- [TASK TO COMPLETE] Could you report every line from the entries that includes the word "never"?

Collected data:
-- -- --

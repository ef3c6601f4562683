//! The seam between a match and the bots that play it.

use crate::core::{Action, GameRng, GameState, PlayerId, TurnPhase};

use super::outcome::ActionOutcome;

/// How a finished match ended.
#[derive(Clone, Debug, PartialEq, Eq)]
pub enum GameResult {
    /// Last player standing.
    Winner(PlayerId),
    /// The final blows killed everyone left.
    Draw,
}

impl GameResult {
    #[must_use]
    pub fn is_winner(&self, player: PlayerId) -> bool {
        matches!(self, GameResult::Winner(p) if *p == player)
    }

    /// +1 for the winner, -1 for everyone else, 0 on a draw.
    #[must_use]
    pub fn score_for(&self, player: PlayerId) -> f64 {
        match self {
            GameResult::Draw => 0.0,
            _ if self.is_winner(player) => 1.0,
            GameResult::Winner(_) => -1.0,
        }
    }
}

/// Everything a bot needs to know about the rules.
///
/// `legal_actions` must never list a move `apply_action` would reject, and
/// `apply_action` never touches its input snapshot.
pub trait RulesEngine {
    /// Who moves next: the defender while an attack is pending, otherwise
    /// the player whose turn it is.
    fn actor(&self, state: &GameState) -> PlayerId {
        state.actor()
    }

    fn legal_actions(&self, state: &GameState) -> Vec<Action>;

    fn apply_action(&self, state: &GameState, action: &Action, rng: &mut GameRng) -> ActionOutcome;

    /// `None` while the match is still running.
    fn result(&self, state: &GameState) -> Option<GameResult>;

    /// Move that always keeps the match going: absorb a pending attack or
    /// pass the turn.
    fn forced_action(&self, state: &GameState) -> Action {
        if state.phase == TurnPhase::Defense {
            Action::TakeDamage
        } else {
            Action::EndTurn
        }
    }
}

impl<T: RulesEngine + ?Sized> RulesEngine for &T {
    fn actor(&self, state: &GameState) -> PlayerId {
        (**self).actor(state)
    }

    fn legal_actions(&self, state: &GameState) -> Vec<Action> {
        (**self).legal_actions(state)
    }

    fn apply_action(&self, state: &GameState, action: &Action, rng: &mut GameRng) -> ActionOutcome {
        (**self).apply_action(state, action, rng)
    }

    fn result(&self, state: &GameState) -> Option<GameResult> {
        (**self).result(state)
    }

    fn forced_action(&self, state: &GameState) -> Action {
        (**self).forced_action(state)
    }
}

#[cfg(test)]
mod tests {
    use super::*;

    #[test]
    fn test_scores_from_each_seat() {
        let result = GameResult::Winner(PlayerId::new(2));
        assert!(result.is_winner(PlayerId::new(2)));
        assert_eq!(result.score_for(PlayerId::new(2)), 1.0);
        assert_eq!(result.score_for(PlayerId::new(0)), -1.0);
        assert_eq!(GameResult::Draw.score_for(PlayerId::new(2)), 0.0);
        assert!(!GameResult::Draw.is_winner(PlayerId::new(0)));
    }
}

-- -- --

- [ANSWER TO THIS TASK]
/// `legal_actions` must never list a move `apply_action` would reject, and
/// `apply_action` never touches its input snapshot.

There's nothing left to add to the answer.